I may be the wrong person to answer this because I am biased. I too hope and pray there will be a cure. I know I have seen amazing improvements from the trial I am involved in. I am not cured and am cautiously optimistic because none of the other 11 in the trial thus far have seen the same results. So no proclamations can be made as of yet.
There is lots of positive press about potential causes but the bottom line is they still do not know the exact trigger for ALS in every case. Of course there could be different causes for different people. We may not all have the same "disease" or at least not the same root cause but the same syndromes lumped under the term ALS. Until they know the cause my humble opinion is it is difficult to come up with a cure.

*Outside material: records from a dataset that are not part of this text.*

#[derive(Debug, Clone, PartialEq, Serialize, Deserialize)]
#[serde(tag = "type", rename = "TextBlock", rename_all = "camelCase")]
pub struct TextBlock {
    pub text: String,
    #[serde(default, skip_serializing_if = "Option::is_none")]
    pub size: Option<FontSize>,
    #[serde(default, skip_serializing_if = "Option::is_none")]
    pub weight: Option<FontWeight>,
    #[serde(default, skip_serializing_if = "Option::is_none")]
    pub color: Option<Color>,
    #[serde(default, skip_serializing_if = "Option::is_none")]
    pub is_subtle: Option<bool>,
    #[serde(default, skip_serializing_if = "Option::is_none")]
    pub wrap: Option<bool>,
    #[serde(default, skip_serializing_if = "Option::is_none")]
    pub font_type: Option<FontType>,
    #[serde(default, skip_serializing_if = "Option::is_none")]
    pub spacing: Option<Spacing>,
    #[serde(default, skip_serializing_if = "Option::is_none")]
    pub separator: Option<bool>,
    #[serde(default, skip_serializing_if = "Option::is_none")]
    pub id: Option<String>,
}

impl TextBlock {
    pub fn new(text: impl Into<String>) -> Self {
        Self {
            text: text.into(),
            size: None,
            weight: None,
            color: None,
            is_subtle: None,
            wrap: None,
            font_type: None,
            spacing: None,
            separator: None,
            id: None,
        }
    }

    pub fn size(mut self, size: FontSize) -> Self {
        self.size = Some(size);
        self
    }

    pub fn weight(mut self, weight: FontWeight) -> Self {
        self.weight = Some(weight);
        self
    }

    pub fn color(mut self, color: Color) -> Self {
        self.color = Some(color);
        self
    }

    /// Marks the text as subtle; `false` clears the attribute.
    pub fn subtle(mut self, is_subtle: bool) -> Self {
        self.is_subtle = is_subtle.then_some(true);
        self
    }

    pub fn wrap(mut self, wrap: bool) -> Self {
        self.wrap = Some(wrap);
        self
    }

    pub fn font_type(mut self, font_type: FontType) -> Self {
        self.font_type = Some(font_type);
        self
    }

    pub fn spacing(mut self, spacing: Spacing) -> Self {
        self.spacing = Some(spacing);
        self
    }

    pub fn separator(mut self, separator: bool) -> Self {
        self.separator = separator.then_some(true);
        self
    }

    pub fn id(mut self, id: impl Into<String>) -> Self {
        self.id = Some(id.into());
        self
    }
}

#[derive(Debug, Clone, PartialEq, Serialize, Deserialize)]
#[serde(tag = "type", rename = "Image", rename_all = "camelCase")]
pub struct Image {
    pub url: String,
    #[serde(default, skip_serializing_if = "Option::is_none")]
    pub alt_text: Option<String>,
    #[serde(default, skip_serializing_if = "Option::is_none")]
    pub size: Option<ImageSize>,
    #[serde(default, skip_serializing_if = "Option::is_none")]
    pub style: Option<ImageStyle>,
    #[serde(default, skip_serializing_if = "Option::is_none")]
    pub spacing: Option<Spacing>,
    #[serde(default, skip_serializing_if = "Option::is_none")]
    pub separator: Option<bool>,
    #[serde(default, skip_serializing_if = "Option::is_none")]
    pub id: Option<String>,
}

impl Image {
    pub fn new(url: impl Into<String>) -> Self {
        Self {
            url: url.into(),
            alt_text: None,
            size: None,
            style: None,
            spacing: None,
            separator: None,
            id: None,
        }
    }

    pub fn alt_text(mut self, alt_text: impl Into<String>) -> Self {
        self.alt_text = Some(alt_text.into());
        self
    }

    pub fn size(mut self, size: ImageSize) -> Self {
        self.size = Some(size);
        self
    }

    pub fn style(mut self, style: ImageStyle) -> Self {
        self.style = Some(style);
        self
    }

    pub fn spacing(mut self, spacing: Spacing) -> Self {
        self.spacing = Some(spacing);
        self
    }

    pub fn separator(mut self, separator: bool) -> Self {
        self.separator = separator.then_some(true);
        self
    }

    pub fn id(mut self, id: impl Into<String>) -> Self {
        self.id = Some(id.into());
        self
    }
}

#[derive(Debug, Clone, PartialEq, Serialize, Deserialize)]
pub struct Fact {
    pub title: String,
    pub value: String,
}

#[derive(Debug, Clone, PartialEq, Serialize, Deserialize)]
#[serde(tag = "type", rename = "FactSet", rename_all = "camelCase")]
pub struct FactSet {
    pub facts: Vec<Fact>,
    #[serde(default, skip_serializing_if = "Option::is_none")]
    pub spacing: Option<Spacing>,
    #[serde(default, skip_serializing_if = "Option::is_none")]
    pub separator: Option<bool>,
    #[serde(default, skip_serializing_if = "Option::is_none")]
    pub id: Option<String>,
}

impl FactSet {
    pub fn new(facts: Vec<Fact>) -> Self {
        Self {
            facts,
            spacing: None,
            separator: None,
            id: None,
        }
    }

    pub fn spacing(mut self, spacing: Spacing) -> Self {
        self.spacing = Some(spacing);
        self
    }

    pub fn id(mut self, id: impl Into<String>) -> Self {
        self.id = Some(id.into());
        self
    }
}
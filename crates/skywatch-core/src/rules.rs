//! Monitoring thresholds for one airport.

use serde::{Deserialize, Serialize};

use crate::geo::LatLon;

/// Where to watch and which altitudes count as low.
#[derive(Debug, Clone, Serialize, Deserialize)]
pub struct MonitorRules {
    /// Reference point distances are measured from
    pub airport: LatLon,
    /// Live query radius in kilometers
    pub radius_km: f64,
    /// Below this an airborne aircraft is VERY_LOW (meters)
    pub ground_altitude_m: f64,
    /// Below this an airborne aircraft is LOW_ALTITUDE (meters)
    pub landing_altitude_m: f64,
}

impl Default for MonitorRules {
    fn default() -> Self {
        Self {
            // Dade-Collier Training and Transition Airport (TNT)
            airport: LatLon::new(25.8575, -80.8969),
            radius_km: 10.0,
            ground_altitude_m: 100.0,
            landing_altitude_m: 500.0,
        }
    }
}
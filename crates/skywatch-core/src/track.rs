//! Per-aircraft daily track assembly.

use std::collections::BTreeMap;

use chrono::{DateTime, NaiveDate, Utc};

use crate::geo::{DistanceMetric, LatLon};
use crate::models::Detection;

/// One altitude-bearing point of a track, projected onto the
/// distance-to-airport axis.
#[derive(Debug, Clone, Copy, PartialEq)]
pub struct TrackPoint {
    pub time: DateTime<Utc>,
    pub distance_deg: f64,
    pub altitude_m: f64,
}

/// Ordered samples of one aircraft over one calendar day.
#[derive(Debug, Clone)]
pub struct Track {
    pub icao24: String,
    pub callsign: String,
    pub date: NaiveDate,
    pub points: Vec<TrackPoint>,
}

/// Group detections into per-aircraft, per-day tracks.
///
/// Source order is not trusted; each group is sorted by timestamp. Points
/// without an altitude or a position are dropped, so a returned track holds
/// only what the classifier can use; the callsign is taken from the first
/// retained point. A flight crossing midnight ends up in two tracks.
pub fn build_tracks(
    detections: &[Detection],
    airport: LatLon,
    metric: &dyn DistanceMetric,
) -> Vec<Track> {
    let mut groups: BTreeMap<(String, NaiveDate), Vec<&Detection>> = BTreeMap::new();
    for d in detections {
        groups
            .entry((d.icao24.clone(), d.timestamp.date_naive()))
            .or_default()
            .push(d);
    }

    let mut tracks = Vec::new();
    for ((icao24, date), mut group) in groups {
        group.sort_by_key(|d| d.timestamp);

        let mut callsign: Option<String> = None;
        let mut points = Vec::new();
        for d in group {
            let (Some(pos), Some(altitude_m)) = (d.position(), d.altitude_m) else {
                continue;
            };
            callsign.get_or_insert_with(|| d.callsign.clone());
            points.push(TrackPoint {
                time: d.timestamp,
                distance_deg: metric.offset_deg(pos, airport),
                altitude_m,
            });
        }

        if points.is_empty() {
            continue;
        }
        tracks.push(Track {
            icao24,
            callsign: callsign.unwrap_or_else(|| "Unknown".to_string()),
            date,
            points,
        });
    }
    tracks
}

#[cfg(test)]
mod tests {
    use super::*;
    use crate::geo::FlatEarth;
    use crate::models::{ProximityStatus, StateSample};
    use crate::rules::MonitorRules;
    use chrono::TimeZone;

    const AIRPORT: LatLon = LatLon {
        lat: 25.8575,
        lon: -80.8969,
    };

    fn detection(
        icao24: &str,
        callsign: &str,
        ts: DateTime<Utc>,
        lat: Option<f64>,
        alt: Option<f64>,
    ) -> Detection {
        Detection::from_sample(
            &StateSample {
                icao24: icao24.into(),
                callsign: Some(callsign.into()),
                latitude: lat,
                longitude: Some(-80.8969),
                baro_altitude_m: alt,
                on_ground: false,
                velocity_mps: None,
                heading_deg: None,
                timestamp: ts,
            },
            &MonitorRules::default(),
        )
    }

    fn at(day: u32, hour: u32) -> DateTime<Utc> {
        Utc.with_ymd_and_hms(2025, 7, day, hour, 0, 0).unwrap()
    }

    #[test]
    fn empty_input_yields_no_tracks() {
        assert!(build_tracks(&[], AIRPORT, &FlatEarth).is_empty());
    }

    #[test]
    fn groups_by_aircraft_and_calendar_day() {
        let detections = vec![
            detection("aaaaaa", "ONE", at(14, 10), Some(25.90), Some(400.0)),
            detection("aaaaaa", "ONE", at(15, 10), Some(25.90), Some(400.0)),
            detection("bbbbbb", "TWO", at(14, 10), Some(25.90), Some(400.0)),
        ];
        let tracks = build_tracks(&detections, AIRPORT, &FlatEarth);
        assert_eq!(tracks.len(), 3);
    }

    #[test]
    fn midnight_crossing_splits_into_two_tracks() {
        let detections = vec![
            detection("aaaaaa", "ONE", at(14, 23), Some(25.90), Some(400.0)),
            detection(
                "aaaaaa",
                "ONE",
                Utc.with_ymd_and_hms(2025, 7, 15, 0, 5, 0).unwrap(),
                Some(25.90),
                Some(300.0),
            ),
        ];
        let tracks = build_tracks(&detections, AIRPORT, &FlatEarth);
        assert_eq!(tracks.len(), 2);
        assert!(tracks.iter().all(|t| t.points.len() == 1));
    }

    #[test]
    fn sorts_unordered_samples_by_timestamp() {
        let detections = vec![
            detection("aaaaaa", "ONE", at(14, 12), Some(25.88), Some(300.0)),
            detection("aaaaaa", "ONE", at(14, 10), Some(25.90), Some(500.0)),
            detection("aaaaaa", "ONE", at(14, 11), Some(25.89), Some(400.0)),
        ];
        let tracks = build_tracks(&detections, AIRPORT, &FlatEarth);
        assert_eq!(tracks.len(), 1);
        let times: Vec<_> = tracks[0].points.iter().map(|p| p.time).collect();
        assert_eq!(times, vec![at(14, 10), at(14, 11), at(14, 12)]);
    }

    #[test]
    fn drops_points_without_altitude_or_position() {
        let detections = vec![
            detection("aaaaaa", "GHOST", at(14, 10), Some(25.90), None),
            detection("aaaaaa", "REAL", at(14, 11), Some(25.89), Some(400.0)),
            detection("aaaaaa", "REAL", at(14, 12), None, Some(300.0)),
        ];
        let tracks = build_tracks(&detections, AIRPORT, &FlatEarth);
        assert_eq!(tracks.len(), 1);
        assert_eq!(tracks[0].points.len(), 1);
        // Callsign comes from the first retained point, not the first sample.
        assert_eq!(tracks[0].callsign, "REAL");
    }

    #[test]
    fn all_points_filtered_discards_group() {
        let detections = vec![detection("aaaaaa", "GHOST", at(14, 10), Some(25.90), None)];
        assert!(build_tracks(&detections, AIRPORT, &FlatEarth).is_empty());
    }

    #[test]
    fn distance_uses_supplied_metric() {
        let detections = vec![detection("aaaaaa", "ONE", at(14, 10), Some(25.8775), Some(400.0))];
        let tracks = build_tracks(&detections, AIRPORT, &FlatEarth);
        assert!((tracks[0].points[0].distance_deg - 0.02).abs() < 1e-9);
        assert_eq!(detections[0].status, ProximityStatus::LowAltitude);
    }
}
//! Historical backfill - pulls archived state vectors from the OpenSky Trino
//! warehouse, one hour partition at a time, and appends them to the monthly
//! detection logs for later analysis.
//!
//! Usage:
//!   cargo run -p skywatch-cli --bin fetch_historical -- \
//!     --start 2025-07-01 --end 2025-07-31 --user myuser

use std::path::PathBuf;

use anyhow::Result;
use chrono::NaiveDate;
use clap::Parser;
use tracing_subscriber::{layer::SubscriberExt, util::SubscriberInitExt};

use skywatch_cli::store::MonthlyLog;
use skywatch_core::geo::{bounding_box, LatLon};
use skywatch_core::models::Detection;
use skywatch_core::rules::MonitorRules;
use skywatch_opensky::{hour_range, TrinoClient};

/// Historical state-vector fetcher
#[derive(Parser, Debug)]
#[command(author, version, about = "Backfill aircraft detections from the OpenSky archive")]
struct Args {
    /// First day to fetch (YYYY-MM-DD, UTC)
    #[arg(long)]
    start: NaiveDate,

    /// Last day to fetch, inclusive (YYYY-MM-DD, UTC)
    #[arg(long)]
    end: NaiveDate,

    /// Airport latitude
    #[arg(long, default_value_t = 25.8575)]
    lat: f64,

    /// Airport longitude
    #[arg(long, default_value_t = -80.8969)]
    lon: f64,

    /// Monitoring radius in kilometers
    #[arg(long, default_value_t = 10.0)]
    radius_km: f64,

    /// Only keep samples below this barometric altitude in meters
    #[arg(long, default_value_t = 500.0)]
    max_altitude_m: f64,

    /// Trino endpoint base URL
    #[arg(long, default_value = "https://trino.opensky-network.org")]
    trino_url: String,

    /// OpenSky account username
    #[arg(long)]
    user: String,

    /// Bearer token for the Trino endpoint
    #[arg(long)]
    token: Option<String>,

    /// Directory for monthly JSON logs
    #[arg(long, default_value = "historical_data")]
    data_dir: PathBuf,
}

#[tokio::main]
async fn main() -> Result<()> {
    // Initialize tracing
    tracing_subscriber::registry()
        .with(tracing_subscriber::fmt::layer())
        .with(tracing_subscriber::EnvFilter::from_default_env()
            .add_directive("fetch_historical=info".parse()?))
        .init();

    let args = Args::parse();

    let airport = LatLon { lat: args.lat, lon: args.lon };
    let rules = MonitorRules {
        airport,
        radius_km: args.radius_km,
        ..MonitorRules::default()
    };
    let bbox = bounding_box(airport, args.radius_km);

    let start = args
        .start
        .and_hms_opt(0, 0, 0)
        .expect("midnight is a valid time")
        .and_utc();
    let end = args
        .end
        .and_hms_opt(23, 0, 0)
        .expect("23:00 is a valid time")
        .and_utc();
    let hours = hour_range(start, end);
    tracing::info!(hours = hours.len(), start = %args.start, end = %args.end, "fetching archive");

    let client = TrinoClient::new(args.trino_url, args.user, args.token);

    let mut detections: Vec<Detection> = Vec::new();
    for (i, hour) in hours.iter().enumerate() {
        match client.fetch_hour(*hour, &bbox, args.max_altitude_m).await {
            Ok(samples) => {
                if !samples.is_empty() {
                    tracing::info!(hour, samples = samples.len(), "hour fetched");
                }
                detections.extend(samples.iter().map(|s| Detection::from_sample(s, &rules)));
            }
            Err(err) => {
                tracing::warn!(hour, error = %err, "hour skipped");
            }
        }
        if (i + 1) % 24 == 0 {
            tracing::info!(done = i + 1, total = hours.len(), "progress");
        }
    }

    // All samples of a run are keyed to the start month so one analysis pass
    // can load them together.
    let log = MonthlyLog::new(&args.data_dir);
    let month = MonthlyLog::month_key(start);
    log.append("detections", &month, &detections)?;

    println!(
        "Fetched {} detections across {} hours into {}",
        detections.len(),
        hours.len(),
        args.data_dir.display()
    );

    Ok(())
}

Even in my situation who is to say that whatever triggered my ALS originally is not still going on in my body causing a toxic environment for the stem cells in my body.
The other thing that makes finding a cure difficult, honestly is the FDA. Now I see the FDA as a necessary evil. We certainly do not want quacks and corrupt money hungry people out there doing dangerous experiments on sick people. The issue is that the FDA makes the requirements so excuritaiatingly slow and labourious that many companies especially small and start up companies can not afford to follow through on their research and trials. It needs to be simpler and more stream lined but still with over sight.
Bottom line though is yes I believe there will be a cure or perhaps a treatment where you constantly need injections of medicine or stem cells much like HIV drugs today, but they are on the right track and I hold much faith and pray that they will find it soon enough to help all of us.